Saturday, August 22, 2009

"Obama's healthcare messages are backfiring, strategists say/The president's range of abstract arguments for reform are leaving people confused"


















That's the headline atop Pete Nicholas' analysis piece in the LA Times this morning. The piece is worth delving into, because it indicates so much about how the whole debate over health care, on both sides, has gone so wrong.

Let's start by taking a look at that LAT headline again:

"Obama's healthcare messages are backfiring, strategists say/The president's range of abstract arguments for reform are leaving people confused, some Democrats contend."

Note the phrase highlighted above, range of abstract arguments. No kidding! This point became blindingly obvious on August 8, when the Washington Post's Michael D. Shear noted that President Obama had shifted his rhetorical focus from "health-insurance reform," rather than "health-care reform." In other words, Obama went from an abstraction, "health-care reform," to an even greater abstraction, "health-insurance reform."

Which is not to say that health-insurance reform" is not a legitimate issue. But it's just not that engaging to people. When most people thinking about "health," we think, first, of life and death. We think of health and disease, and what's bothering us, and what afflicts our loved ones and friends. And then we might take time to worry about the course of, say, swine flu, or some other epidemic--from HIV to Alzheimer's to obesity--that might threaten large numbers of people. Those are the sorts of health issues that affect us where we live.

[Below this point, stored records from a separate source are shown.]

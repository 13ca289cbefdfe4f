// Licensed to the Apache Software Foundation (ASF) under one
// or more contributor license agreements.  See the NOTICE file
// distributed with this work for additional information
// regarding copyright ownership.  The ASF licenses this file
// to you under the Apache License, Version 2.0 (the
// "License"); you may not use this file except in compliance
// with the License.  You may obtain a copy of the License at
//
//   http://www.apache.org/licenses/LICENSE-2.0
//
// Unless required by applicable law or agreed to in writing,
// software distributed under the License is distributed on an
// "AS IS" BASIS, WITHOUT WARRANTIES OR CONDITIONS OF ANY
// KIND, either express or implied.  See the License for the
// specific language governing permissions and limitations
// under the License.

use std::cmp::Ordering;
use std::fmt;
use std::hash::Hash;
use std::hash::Hasher;

use crate::error::Error;
use crate::predicate::Operand;

/// A dynamically typed field value.
///
/// Produced by [`FieldKey`](crate::key::FieldKey)s, and comparable with the
/// predicates in [`crate::predicate`]. Integers and floats compare with each
/// other numerically; any other pair of different kinds fails to compare.
#[derive(Debug, Clone, PartialEq)]
pub enum Value {
    Bool(bool),
    Int(i64),
    Float(f64),
    Str(String),
}

impl Value {
    /// Returns the name of this value's kind, as used in error messages.
    pub fn kind_name(&self) -> &'static str {
        match self {
            Value::Bool(_) => "bool",
            Value::Int(_) => "int",
            Value::Float(_) => "float",
            Value::Str(_) => "str",
        }
    }

    /// Returns the boolean, if this is a [`Value::Bool`].
    pub fn as_bool(&self) -> Option<bool> {
        match self {
            Value::Bool(b) => Some(*b),
            _ => None,
        }
    }

    /// Returns the integer, if this is a [`Value::Int`].
    pub fn as_int(&self) -> Option<i64> {
        match self {
            Value::Int(i) => Some(*i),
            _ => None,
        }
    }

    /// Returns the value as a float; integers are widened.
    pub fn as_float(&self) -> Option<f64> {
        match self {
            Value::Float(v) => Some(*v),
            Value::Int(i) => Some(*i as f64),
            _ => None,
        }
    }

    /// Returns the string, if this is a [`Value::Str`].
    pub fn as_str(&self) -> Option<&str> {
        match self {
            Value::Str(s) => Some(s.as_str()),
            _ => None,
        }
    }
}

impl fmt::Display for Value {
    fn fmt(&self, f: &mut fmt::Formatter<'_>) -> fmt::Result {
        match self {
            Value::Bool(b) => write!(f, "{b}"),
            Value::Int(i) => write!(f, "{i}"),
            Value::Float(v) => write!(f, "{v:?}"),
            Value::Str(s) => write!(f, "{s}"),
        }
    }
}

impl Operand for Value {
    fn compare(&self, other: &Self) -> Result<Option<Ordering>, Error> {
        match (self, other) {
            (Value::Bool(a), Value::Bool(b)) => Ok(Some(a.cmp(b))),
            (Value::Int(a), Value::Int(b)) => Ok(Some(a.cmp(b))),
            (Value::Float(a), Value::Float(b)) => Ok(a.partial_cmp(b)),
            (Value::Int(a), Value::Float(b)) => Ok(compare_int_float(*a, *b)),
            (Value::Float(a), Value::Int(b)) => Ok(compare_int_float(*b, *a).map(Ordering::reverse)),
            (Value::Str(a), Value::Str(b)) => Ok(Some(a.cmp(b))),
            _ => Err(Error::type_mismatch(self.kind_name(), other.kind_name())),
        }
    }
}

/// Compares an integer with a float by exact value.
///
/// Casting the integer to `f64` rounds above 2^53, so the float's integral
/// part is compared as an `i64` and its fraction breaks ties.
fn compare_int_float(int: i64, float: f64) -> Option<Ordering> {
    // 2^63, the first float above i64::MAX.
    const I64_END: f64 = 9_223_372_036_854_775_808.0;

    if float.is_nan() {
        return None;
    }
    if float >= I64_END {
        return Some(Ordering::Less);
    }
    if float < -I64_END {
        return Some(Ordering::Greater);
    }

    let whole = float.trunc();
    match int.cmp(&(whole as i64)) {
        Ordering::Equal => whole.partial_cmp(&float),
        ord => Some(ord),
    }
}

impl From<bool> for Value {
    fn from(b: bool) -> Self {
        Value::Bool(b)
    }
}

impl From<i32> for Value {
    fn from(i: i32) -> Self {
        Value::Int(i64::from(i))
    }
}

impl From<i64> for Value {
    fn from(i: i64) -> Self {
        Value::Int(i)
    }
}

impl From<f64> for Value {
    fn from(v: f64) -> Self {
        Value::Float(v)
    }
}

impl From<&str> for Value {
    fn from(s: &str) -> Self {
        Value::Str(s.to_string())
    }
}

impl From<String> for Value {
    fn from(s: String) -> Self {
        Value::Str(s)
    }
}

/// A row field that can be read as a [`Value`].
pub trait Cell {
    /// Returns the field as a [`Value`], without conversion.
    fn to_value(&self) -> Value;
}

impl Cell for Value {
    fn to_value(&self) -> Value {
        self.clone()
    }
}

impl Cell for str {
    fn to_value(&self) -> Value {
        Value::Str(self.to_string())
    }
}

impl Cell for String {
    fn to_value(&self) -> Value {
        Value::Str(self.clone())
    }
}

impl Cell for bool {
    fn to_value(&self) -> Value {
        Value::Bool(*self)
    }
}

impl Cell for i32 {
    fn to_value(&self) -> Value {
        Value::Int(i64::from(*self))
    }
}

impl Cell for i64 {
    fn to_value(&self) -> Value {
        Value::Int(*self)
    }
}

impl Cell for f64 {
    fn to_value(&self) -> Value {
        Value::Float(*self)
    }
}

impl<C: Cell + ?Sized> Cell for &C {
    fn to_value(&self) -> Value {
        (**self).to_value()
    }
}

/// A caller-supplied, named column constructor.
///
/// # Examples
///
/// ```
/// use drip::error::Error;
/// use drip::error::ErrorKind;
/// use drip::key::Constructor;
/// use drip::key::Value;
///
/// fn shout(value: Value) -> Result<Value, Error> {
///     match value {
///         Value::Str(s) => Ok(Value::Str(s.to_uppercase())),
///         v => Err(Error::new(ErrorKind::KeyExtraction, format!("not a string: {v}"))),
///     }
/// }
///
/// let upper = Constructor::new("upper", shout);
/// assert_eq!(upper.name(), "upper");
/// ```
#[derive(Clone, Copy)]
pub struct Constructor {
    name: &'static str,
    func: fn(Value) -> Result<Value, Error>,
}

impl Constructor {
    /// Creates a constructor named `name`, reported as the conversion target
    /// when `func` fails.
    pub const fn new(name: &'static str, func: fn(Value) -> Result<Value, Error>) -> Self {
        Constructor { name, func }
    }

    /// Returns the constructor's name.
    pub const fn name(&self) -> &'static str {
        self.name
    }
}

impl fmt::Debug for Constructor {
    fn fmt(&self, f: &mut fmt::Formatter<'_>) -> fmt::Result {
        f.debug_tuple("Constructor").field(&self.name).finish()
    }
}

impl PartialEq for Constructor {
    fn eq(&self, other: &Self) -> bool {
        self.name == other.name && std::ptr::fn_addr_eq(self.func, other.func)
    }
}

impl Eq for Constructor {}

impl Hash for Constructor {
    fn hash<H: Hasher>(&self, state: &mut H) {
        self.name.hash(state);
    }
}

/// A per-column type constructor applied by a [`FieldKey`](crate::key::FieldKey).
#[derive(Debug, Clone, Copy, PartialEq, Eq, Hash, Default)]
pub enum Conversion {
    /// Keep the field as it is.
    #[default]
    Raw,
    /// Convert to [`Value::Int`]. Strings are parsed after trimming
    /// whitespace, floats are truncated toward zero and bools become 0 or 1.
    Int,
    /// Convert to [`Value::Float`]. Strings are parsed after trimming
    /// whitespace and integers are widened.
    Float,
    /// Convert to [`Value::Str`] using the value's display form.
    Str,
    /// Convert to [`Value::Bool`]. Strings must be `true` or `false`;
    /// numbers are true when non-zero.
    Bool,
    /// Apply a caller-supplied [`Constructor`], e.g. a date parser. Its error
    /// becomes the source of the resulting
    /// [`KeyExtraction`](crate::error::ErrorKind::KeyExtraction) error.
    Custom(Constructor),
}

impl Conversion {
    /// Returns the conversion's name, recorded as `target` in error context.
    pub const fn name(self) -> &'static str {
        match self {
            Conversion::Raw => "raw",
            Conversion::Int => "int",
            Conversion::Float => "float",
            Conversion::Str => "str",
            Conversion::Bool => "bool",
            Conversion::Custom(constructor) => constructor.name,
        }
    }

    /// Applies the conversion to the value read from field `index`.
    ///
    /// The index only decorates the error.
    pub fn apply(self, index: usize, value: Value) -> Result<Value, Error> {
        let target = self.name();
        match (self, value) {
            (Conversion::Raw, v) => Ok(v),
            (Conversion::Custom(constructor), v) => (constructor.func)(v).map_err(|err| {
                Error::conversion(index, target, err.message().to_string()).set_source(err)
            }),

            (Conversion::Int, Value::Int(i)) => Ok(Value::Int(i)),
            (Conversion::Int, Value::Bool(b)) => Ok(Value::Int(i64::from(b))),
            (Conversion::Int, Value::Float(v)) => {
                // `as` saturates, so reject what cannot be represented.
                if v.is_finite() && v.trunc() >= i64::MIN as f64 && v.trunc() < i64::MAX as f64 {
                    Ok(Value::Int(v.trunc() as i64))
                } else {
                    Err(Error::conversion(
                        index,
                        target,
                        format!("cannot convert float {v:?} to int"),
                    ))
                }
            }
            (Conversion::Int, Value::Str(s)) => s.trim().parse::<i64>().map(Value::Int).map_err(
                |err| {
                    Error::conversion(index, target, format!("invalid int literal {s:?}"))
                        .set_source(err)
                },
            ),

            (Conversion::Float, Value::Float(v)) => Ok(Value::Float(v)),
            (Conversion::Float, Value::Int(i)) => Ok(Value::Float(i as f64)),
            (Conversion::Float, Value::Bool(b)) => Ok(Value::Float(if b { 1.0 } else { 0.0 })),
            (Conversion::Float, Value::Str(s)) => {
                s.trim().parse::<f64>().map(Value::Float).map_err(|err| {
                    Error::conversion(index, target, format!("invalid float literal {s:?}"))
                        .set_source(err)
                })
            }

            (Conversion::Str, Value::Str(s)) => Ok(Value::Str(s)),
            (Conversion::Str, v) => Ok(Value::Str(v.to_string())),

            (Conversion::Bool, Value::Bool(b)) => Ok(Value::Bool(b)),
            (Conversion::Bool, Value::Int(i)) => Ok(Value::Bool(i != 0)),
            (Conversion::Bool, Value::Float(v)) => Ok(Value::Bool(v != 0.0)),
            (Conversion::Bool, Value::Str(s)) => {
                s.trim().parse::<bool>().map(Value::Bool).map_err(|err| {
                    Error::conversion(index, target, format!("invalid bool literal {s:?}"))
                        .set_source(err)
                })
            }
        }
    }
}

The LAT story notes the multiple explanations that Obama has put forward:

For example, Obama has argued that a new healthcare system is necessary to spur an economic recovery. He also has offered up healthcare as an antidote to rising deficits. Earlier this week in a conference call with religious leaders, Obama laid out a "moral" imperative for revamping the nation's healthcare system.

At other points, Obama has portrayed "meddling" insurers as a reason for scrapping the existing system.

"One of the difficulties has been that the explanation has changed," said Howard Paster, a legislative liaison in the Clinton administration. "Originally it was keyed very much to the economy. More recently, emphasis has been placed on issues of fairness and equity. We need to have a consistent set of reasons for doing this."


Note what's missing from this litany: Any sense that the purpose of medicine is cures. The mechanisms of health care delivery are of interest to some, but the question of health cure delivery is of interest to everyone.

The LAT observes that the Republicans, in the opposition, have it easier:

Conservative opponents of the overhaul increasingly use a simple, understandable message: Government-forced cost reductions will restrict treatments, imperiling the ill and elderly.

Note that the conservatives/Republicans aren't really talking talking about cures, either. Or course, at this white-hot political moment, the right might think that it is sufficient, and necessary, to simply beat back Obamacare. And so only down the road somewhere will we find out if the Republicans are really interested in cures, aka Serious Medicine, or if they are simply interested in blocking Obama. If the Republicans make that mistake--if they simply mirror the lefty-nerdy abstractions of the Democrats with righty-nerdy abstractions of their own--they will pay a huge political price, too. So the GOP doesn't have to worry about any of that for now, because Republicans are not in power.

But in the meantime, Obama, who does have power, seems determined to push his own bloodless version of "reform." On Friday, the White House issued a statement, following a meeting with Tom Daschle, affirming the President's determination to press ahead with "health insurance reform." The entire statement appears below:

The President invited Senator Daschle to the White House for a quick check-in on the health insurance reform process and to exchange views on the process moving forward. Senator Daschle is one of the foremost experts on health care and on the legislative process, and has been a friend and sounding-board for the President for several years. The two agreed that substantive reform that lowers costs, reforms the insurance industry, and expands coverage is too important to wait another year or another administration, and they agreed to stay in touch over the coming weeks and months as this critical effort moves forward.

Note the words that are used: "health insurance reform process," "legislative process," etc. So while it might seem obvious that Obama needs to do something different, it looks like he came away from his session with Daschle with a renewed determination to do... more of the same. What's that cliched definition of insanity--doing the same thing, over and over again, despite failure that should be obvious?

And we might further note the words not used: "medicine," "research," "cures." Aren't those the kind of words that move the needle of ordinary Americans?

As Lloyd Green observed here at SMS, the American people are coming to think that what the Democrats have in mind is not so much a health program, as it is an income transfer program. The American people want the expansion of health, not the redistribution of health.

To borrow a phrase from Bill Clinton's 1992 presidential campaign, "It's the health, stupid!"